Between 1981 and 1984, the voluntary Burley Community Council (BCC), a forerunner of the Parish Council, put a series of proposals to Bradford seeking assistance in refurbishing the field and bringing it into fuller recreational use. These came to nothing, primarily because it was thought that it might be needed for road works for the by-pass. When it was known that that would not be part of the route, Bradford’s Unitary Development Plan (UDP 1993) included proposals allocating the northern half of the field for employment purposes and housing on the rest. Many objections were lodged and so began the long fight to secure the field as an open space for villagers’ recreation.
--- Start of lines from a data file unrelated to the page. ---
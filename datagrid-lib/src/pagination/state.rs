//! Page position bookkeeping.

use std::ops::Range;

use serde::Deserialize;
use serde::Serialize;

/// Default rows per page.
pub const DEFAULT_PAGE_SIZE: usize = 10;

/// How rows are sourced and paged.
#[derive(Debug, Clone, Copy, PartialEq, Eq, Default, Serialize, Deserialize)]
#[serde(rename_all = "lowercase")]
pub enum PaginationMode {
    /// Slice an in-memory dataset.
    #[default]
    Client,
    /// Fetch each page from a loader.
    Lazy,
    /// Show every row as a single window.
    Disabled,
}

/// Pagination configuration.
#[derive(Debug, Clone, PartialEq, Eq, Serialize, Deserialize)]
#[serde(rename_all = "camelCase", default)]
pub struct PaginationConfig {
    pub mode: PaginationMode,
    pub page_size: usize,
    /// Choices offered by a page-size picker.
    pub page_size_options: Vec<usize>,
    /// Cumulative "load more" window instead of fixed pages (client mode).
    pub infinite_scroll: bool,
}

impl Default for PaginationConfig {
    fn default() -> Self {
        Self {
            mode: PaginationMode::Client,
            page_size: DEFAULT_PAGE_SIZE,
            page_size_options: vec![10, 25, 50, 100],
            infinite_scroll: false,
        }
    }
}

impl PaginationConfig {
    pub fn client(page_size: usize) -> Self {
        Self {
            page_size,
            ..Self::default()
        }
    }

    pub fn lazy(page_size: usize) -> Self {
        Self {
            mode: PaginationMode::Lazy,
            page_size,
            ..Self::default()
        }
    }

    pub fn disabled() -> Self {
        Self {
            mode: PaginationMode::Disabled,
            ..Self::default()
        }
    }

    pub fn with_infinite_scroll(mut self) -> Self {
        self.infinite_scroll = true;
        self
    }

    pub fn with_page_size_options(mut self, options: impl IntoIterator<Item = usize>) -> Self {
        self.page_size_options = options.into_iter().collect();
        self
    }
}

/// Snapshot of the pagination position for display.
#[derive(Debug, Clone, Copy, PartialEq, Eq, Default)]
pub struct PageInfo {
    pub current_page: usize,
    pub page_size: usize,
    pub total_items: usize,
    pub total_pages: usize,
    /// 1-based index of the first displayed item, 0 when nothing is shown.
    pub first_item: usize,
    /// 1-based index of the last displayed item, 0 when nothing is shown.
    pub last_item: usize,
    pub has_previous: bool,
    pub has_next: bool,
}

/// Current page, page size and item count.
#[derive(Debug, Clone, PartialEq, Eq)]
pub struct PaginationState {
    mode: PaginationMode,
    infinite_scroll: bool,
    current_page: usize,
    page_size: usize,
    total_items: usize,
}

impl PaginationState {
    pub fn new(config: &PaginationConfig) -> Self {
        Self {
            mode: config.mode,
            infinite_scroll: config.infinite_scroll && config.mode == PaginationMode::Client,
            current_page: 1,
            page_size: config.page_size.max(1),
            total_items: 0,
        }
    }

    pub fn mode(&self) -> PaginationMode {
        self.mode
    }

    pub fn is_lazy(&self) -> bool {
        self.mode == PaginationMode::Lazy
    }

    pub fn is_infinite(&self) -> bool {
        self.infinite_scroll
    }

    pub fn current_page(&self) -> usize {
        self.current_page
    }

    pub fn page_size(&self) -> usize {
        self.page_size
    }

    pub fn total_items(&self) -> usize {
        self.total_items
    }

    /// `ceil(total_items / page_size)`; 1 when pagination is disabled and
    /// there is at least one item.
    pub fn total_pages(&self) -> usize {
        if self.mode == PaginationMode::Disabled {
            return usize::from(self.total_items > 0);
        }
        self.total_items.div_ceil(self.page_size)
    }

    /// Moves to `page`. Out-of-range requests are no-ops.
    ///
    /// Returns `true` if the page changed.
    pub fn go_to(&mut self, page: usize) -> bool {
        if page < 1 || page > self.total_pages() || page == self.current_page {
            return false;
        }
        self.current_page = page;
        true
    }

    /// Changes the page size and returns to page 1.
    ///
    /// Returns `false` for a zero or unchanged size.
    pub fn set_page_size(&mut self, size: usize) -> bool {
        if size == 0 || size == self.page_size {
            return false;
        }
        self.page_size = size;
        self.current_page = 1;
        true
    }

    /// Updates the item count, clamping the current page into range.
    pub fn set_total_items(&mut self, total: usize) {
        self.total_items = total;
        let last = self.total_pages().max(1);
        if self.current_page > last {
            self.current_page = last;
        }
    }

    /// Returns to page 1. Returns `true` if the page changed.
    pub fn reset(&mut self) -> bool {
        let changed = self.current_page != 1;
        self.current_page = 1;
        changed
    }

    /// `true` if the cumulative window does not yet cover every item.
    pub fn has_more(&self) -> bool {
        self.current_page * self.page_size < self.total_items
    }

    /// Grows the cumulative window by one page.
    pub(crate) fn advance(&mut self) -> bool {
        if !self.has_more() {
            return false;
        }
        self.current_page += 1;
        true
    }

    /// Index range of the displayed rows within a client-side result of `len`
    /// rows.
    pub fn window(&self, len: usize) -> Range<usize> {
        let end = (self.current_page * self.page_size).min(len);
        match self.mode {
            PaginationMode::Disabled => 0..len,
            _ if self.infinite_scroll => 0..end,
            _ => ((self.current_page - 1) * self.page_size).min(end)..end,
        }
    }

    /// Display snapshot given how many rows are actually shown.
    pub fn info(&self, displayed: usize) -> PageInfo {
        let total_pages = self.total_pages();
        let first_item = match self.mode {
            _ if displayed == 0 => 0,
            PaginationMode::Disabled => 1,
            _ if self.infinite_scroll => 1,
            _ => (self.current_page - 1) * self.page_size + 1,
        };
        let last_item = if displayed == 0 {
            0
        } else {
            first_item + displayed - 1
        };
        PageInfo {
            current_page: self.current_page,
            page_size: self.page_size,
            total_items: self.total_items,
            total_pages,
            first_item,
            last_item,
            has_previous: self.current_page > 1 && !self.infinite_scroll,
            has_next: self.current_page < total_pages,
        }
    }
}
BCC lead the fight through five public inquiries. 

  1. Planning Public Inquiry, 1995. The Inspector’s report upheld the housing allocation on the assumption that the rest of the field was available for recreational use, but Bradford’s officers could not be persuaded.
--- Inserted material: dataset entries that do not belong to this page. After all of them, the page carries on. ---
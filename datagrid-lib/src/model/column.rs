//! Column definitions and cell rendering strategy

use std::fmt;
use std::sync::Arc;

use serde::Deserialize;
use serde::Serialize;

use super::Row;
use super::Value;
use crate::query::FilterOperator;

/// Width used when a column does not configure one.
pub const DEFAULT_COLUMN_WIDTH: u32 = 150;
/// Lower resize bound when a column does not configure `min_width`.
pub const DEFAULT_MIN_WIDTH: u32 = 50;
/// Upper resize bound when a column does not configure `max_width`.
pub const DEFAULT_MAX_WIDTH: u32 = 1000;

/// Horizontal alignment for column content.
#[derive(Debug, Clone, Copy, PartialEq, Eq, Default, Serialize, Deserialize)]
#[serde(rename_all = "lowercase")]
pub enum Alignment {
    #[default]
    Left,
    Center,
    Right,
}

/// Edge a column is pinned to.
#[derive(Debug, Clone, Copy, PartialEq, Eq, Hash, Serialize, Deserialize)]
#[serde(rename_all = "lowercase")]
pub enum Frozen {
    Left,
    Right,
}

/// Kind of filter control a column offers.
#[derive(Debug, Clone, Copy, PartialEq, Eq, Default, Serialize, Deserialize)]
#[serde(rename_all = "lowercase")]
pub enum FilterType {
    #[default]
    Text,
    Number,
    Date,
    Select,
}

impl FilterType {
    /// Operator used when the host sets a filter without choosing one.
    pub fn default_operator(&self) -> FilterOperator {
        match self {
            FilterType::Text => FilterOperator::Contains,
            FilterType::Number | FilterType::Date | FilterType::Select => FilterOperator::Equals,
        }
    }
}

/// One choice of a select-type filter.
#[derive(Debug, Clone, PartialEq, Serialize, Deserialize)]
pub struct FilterOption {
    pub label: String,
    pub value: Value,
}

impl FilterOption {
    pub fn new(label: impl Into<String>, value: impl Into<Value>) -> Self {
        Self {
            label: label.into(),
            value: value.into(),
        }
    }
}

/// Strategy for turning a cell value into renderable output.
///
/// Renderers must be pure: they are invoked once per visible cell per render
/// pass. Closures of the right shape implement this trait.
///
/// # Example
///
/// ```
/// use datagrid_lib::model::{Column, Row, Value};
///
/// let column = Column::new("amt", "Amount", 120)
///     .renderer(|value: &Value, _row: &Row| format!("${}", value));
///
/// let row = Row::new().set("amt", 10);
/// assert_eq!(column.render(&row), "$10");
/// ```
pub trait CellRenderer<T = String>: Send + Sync {
    fn render(&self, value: &Value, row: &Row) -> T;
}

impl<T, F> CellRenderer<T> for F
where
    F: Fn(&Value, &Row) -> T + Send + Sync,
{
    fn render(&self, value: &Value, row: &Row) -> T {
        self(value, row)
    }
}

/// Column configuration.
///
/// # Examples
///
/// ```
/// use datagrid_lib::model::{Column, FilterType, Frozen};
///
/// let columns = vec![
///     Column::new("id", "ID", 80).frozen(Frozen::Left),
///     Column::new("name", "Name", 200).sortable().filterable(FilterType::Text),
///     Column::new("amt", "Amount", 120).sortable().min_width(80).max_width(300),
/// ];
/// ```
#[derive(Clone, Serialize, Deserialize)]
#[serde(rename_all = "camelCase")]
pub struct Column {
    /// Unique key within the column set; also the row field it reads.
    pub key: String,
    /// Header text.
    #[serde(default)]
    pub title: String,
    /// Configured width in pixels.
    #[serde(default = "default_width")]
    pub width: u32,
    #[serde(default)]
    pub sortable: bool,
    #[serde(default)]
    pub filterable: bool,
    #[serde(default)]
    pub filter_type: Option<FilterType>,
    #[serde(default)]
    pub filter_options: Vec<FilterOption>,
    #[serde(default)]
    pub frozen: Option<Frozen>,
    #[serde(default = "default_resizable")]
    pub resizable: bool,
    #[serde(default)]
    pub min_width: Option<u32>,
    #[serde(default)]
    pub max_width: Option<u32>,
    #[serde(default)]
    pub align: Alignment,
    #[serde(skip)]
    renderer: Option<Arc<dyn CellRenderer>>,
}

fn default_width() -> u32 {
    DEFAULT_COLUMN_WIDTH
}

fn default_resizable() -> bool {
    true
}

impl Column {
    /// Creates a new resizable column.
    pub fn new(key: impl Into<String>, title: impl Into<String>, width: u32) -> Self {
        Self {
            key: key.into(),
            title: title.into(),
            width,
            sortable: false,
            filterable: false,
            filter_type: None,
            filter_options: Vec::new(),
            frozen: None,
            resizable: true,
            min_width: None,
            max_width: None,
            align: Alignment::Left,
            renderer: None,
        }
    }

    /// Make the column sortable.
    pub fn sortable(mut self) -> Self {
        self.sortable = true;
        self
    }

    /// Make the column filterable with the given control type.
    pub fn filterable(mut self, filter_type: FilterType) -> Self {
        self.filterable = true;
        self.filter_type = Some(filter_type);
        self
    }

    /// Set the choices of a select filter.
    pub fn filter_options(mut self, options: impl IntoIterator<Item = FilterOption>) -> Self {
        self.filter_options = options.into_iter().collect();
        self
    }

    /// Pin the column to an edge.
    pub fn frozen(mut self, side: Frozen) -> Self {
        self.frozen = Some(side);
        self
    }

    /// Disable user resizing.
    pub fn fixed(mut self) -> Self {
        self.resizable = false;
        self
    }

    pub fn min_width(mut self, width: u32) -> Self {
        self.min_width = Some(width);
        self
    }

    pub fn max_width(mut self, width: u32) -> Self {
        self.max_width = Some(width);
        self
    }

    pub fn align(mut self, align: Alignment) -> Self {
        self.align = align;
        self
    }

    /// Attach a cell renderer.
    pub fn renderer(mut self, renderer: impl CellRenderer + 'static) -> Self {
        self.renderer = Some(Arc::new(renderer));
        self
    }

    /// Effective lower resize bound.
    pub fn resolved_min_width(&self) -> u32 {
        self.min_width.unwrap_or(DEFAULT_MIN_WIDTH)
    }

    /// Effective upper resize bound, never below the lower bound.
    pub fn resolved_max_width(&self) -> u32 {
        self.max_width
            .unwrap_or(DEFAULT_MAX_WIDTH)
            .max(self.resolved_min_width())
    }

    /// Clamp a width into this column's bounds.
    pub fn clamp_width(&self, width: i64) -> u32 {
        let min = self.resolved_min_width() as i64;
        let max = self.resolved_max_width() as i64;
        width.clamp(min, max) as u32
    }

    /// Operator used by filters that don't name one.
    pub fn default_operator(&self) -> FilterOperator {
        self.filter_type.unwrap_or_default().default_operator()
    }

    /// Render this column's cell for a row.
    pub fn render(&self, row: &Row) -> String {
        let value = row.value(&self.key);
        match &self.renderer {
            Some(renderer) => renderer.render(value, row),
            None => value.to_string(),
        }
    }

    /// Returns `true` if a custom renderer is attached.
    pub fn has_renderer(&self) -> bool {
        self.renderer.is_some()
    }
}

impl fmt::Debug for Column {
    fn fmt(&self, f: &mut fmt::Formatter<'_>) -> fmt::Result {
        f.debug_struct("Column")
            .field("key", &self.key)
            .field("title", &self.title)
            .field("width", &self.width)
            .field("sortable", &self.sortable)
            .field("filterable", &self.filterable)
            .field("filter_type", &self.filter_type)
            .field("frozen", &self.frozen)
            .field("resizable", &self.resizable)
            .field("min_width", &self.min_width)
            .field("max_width", &self.max_width)
            .field("align", &self.align)
            .field("renderer", &self.renderer.is_some())
            .finish()
    }
}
  2. Planning Public Inquiry, March 2003. The Inspector recommended the housing allocation be cancelled and the whole field designated Village Greenspace and Recreational Open Space. This was endorsed by Bradford Council in formal session on 18th October 2005, but officers claimed that merely limited their future use of the field and did not affect current usage – indeed they entered into a more restrictive five-year agricultural lease and proposed fencing both sides of the footpath to limit public access.

  3. Village Green Public Inquiry, December 2003. An attempt was made to register the field as village green. The field was believed to be eligible because it had been “used by inhabitants of Burley for legal sports and pastimes as of right for more than twenty years.” Although registered as such in April 2000 by BMDC, they did nothing with the registration until May 2003. Officers then filed an objection and a Public Inquiry was begun in December. The Inspector concluded that the field had been used for lawful sports and pastimes neither by force, by stealth nor by permission of the landowner. This would have succeeded had the application been filed in 2000, but a legal decision in another case elsewhere in 2003, involving interrupted use, scuppered it. The Inspector found that one incident of haymaking in the early 1980s was sufficient to demonstrate that recreational use had deferred to farming within the 20 years up to December 2000, and the application failed. An appeal to the Local Government Ombudsman at Bradford’s delay was turned down.
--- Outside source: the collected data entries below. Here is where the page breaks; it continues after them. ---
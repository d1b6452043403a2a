//! In-memory page loader.

use async_trait::async_trait;

use super::Page;
use super::PageLoader;
use super::PageRequest;
use crate::error::LoadError;
use crate::model::Row;
use crate::query::passes_all;
use crate::query::compare_directed;

/// Serves pages from a fixed row set, applying the request's filters and sort
/// the way a server would.
#[derive(Debug, Clone, Default)]
pub struct MemoryLoader {
    rows: Vec<Row>,
}

impl MemoryLoader {
    pub fn new(rows: Vec<Row>) -> Self {
        Self { rows }
    }

    pub fn len(&self) -> usize {
        self.rows.len()
    }

    pub fn is_empty(&self) -> bool {
        self.rows.is_empty()
    }

    /// Synchronous form of [`PageLoader::load_page`].
    pub fn page(&self, request: &PageRequest) -> Page {
        let mut matching: Vec<&Row> = self
            .rows
            .iter()
            .filter(|row| passes_all(row, &request.filters))
            .collect();
        if let Some(sort) = &request.sort {
            matching.sort_by(|a, b| {
                compare_directed(a.value(&sort.key), b.value(&sort.key), sort.direction)
            });
        }

        let total = matching.len();
        let start = request.offset().min(total);
        let end = (start + request.page_size).min(total);
        Page::new(matching[start..end].iter().map(|r| (*r).clone()).collect(), total)
    }
}

#[async_trait]
impl PageLoader for MemoryLoader {
    async fn load_page(&self, request: &PageRequest) -> Result<Page, LoadError> {
        Ok(self.page(request))
    }
}

#[cfg(test)]
mod tests {
    use super::*;
    use crate::query::FilterOperator;
    use crate::query::FilterValue;
    use crate::query::SortState;

    fn loader() -> MemoryLoader {
        MemoryLoader::new((1..=5).map(|i| Row::new().set("id", i).set("amt", i * 10)).collect())
    }

    fn request(page: usize, page_size: usize) -> PageRequest {
        PageRequest {
            page,
            page_size,
            filters: Vec::new(),
            sort: None,
            generation: 0,
            ticket: 0,
        }
    }

    #[test]
    fn test_pages() {
        let page = loader().page(&request(2, 2));
        assert_eq!(page.total_items(), 5);
        let ids: Vec<_> = page.rows().iter().map(|r| r.value("id").to_string()).collect();
        assert_eq!(ids, ["3", "4"]);
    }

    #[test]
    fn test_out_of_range_is_empty() {
        let page = loader().page(&request(9, 2));
        assert!(page.is_empty());
        assert_eq!(page.total_items(), 5);
    }

    #[test]
    fn test_filters_and_sort_apply() {
        let mut req = request(1, 10);
        req.filters = vec![FilterValue::new("amt", 30, FilterOperator::Gte)];
        req.sort = Some(SortState::desc("amt"));
        let page = loader().page(&req);
        let ids: Vec<_> = page.rows().iter().map(|r| r.value("id").to_string()).collect();
        assert_eq!(ids, ["5", "4", "3"]);
        assert_eq!(page.total_items(), 3);
    }
}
  4. Village Green Public Inquiry, January 2005. Aware of the threat of alleged hay-making in “the early 80s”, BCC lodged a second village green application in December 2003, claiming 20 years’ qualifying unimpeded use of the field since the hay-making. The Inquiry went well, but soon after, a Court of appeal decision in an Oxford case radically changed the law and the Inspector felt obliged to follow this new interpretation and the village failed again. Intransigence by BMDC officers, and particularly their threat to build fences excluding the public, seemed to residents to be entirely improper. Efforts by Bradford Councillors, including a Petition to a full Council meeting, made little progress. However, in December 2006 the Executive Committee duly ruled that the whole field should be used for informal recreation, under the management of the newly formed Burley Parish Council. Negotiations for this were suspended because of a House of Lords decision which reversed the basic ruling of the Oxford case.

  5. Village Green Public Inquiry, April 2009. Fortunately, the Government slipped in some new clauses to the Commons Act 2006, enabling applications to be made for a limited time on the new basis, which Burley Community Council duly did. Its final project. Excellent advocacy persuaded the Inspector to recommend that Bradford should register the field as a village green, which was approved in September 2009.
Following drawn out negotiations, Burley Parish Council signed a 20 year lease and a management agreement for the field with Bradford MDC.

Extract from “BURLEY HOUSE FIELD, The story of a long campaign with a successful outcome for the village community,” by the late John Gundry, whose tireless efforts brought about that success.

We hope you enjoy visiting the field.

The Friends of Burley House Field, September 2013.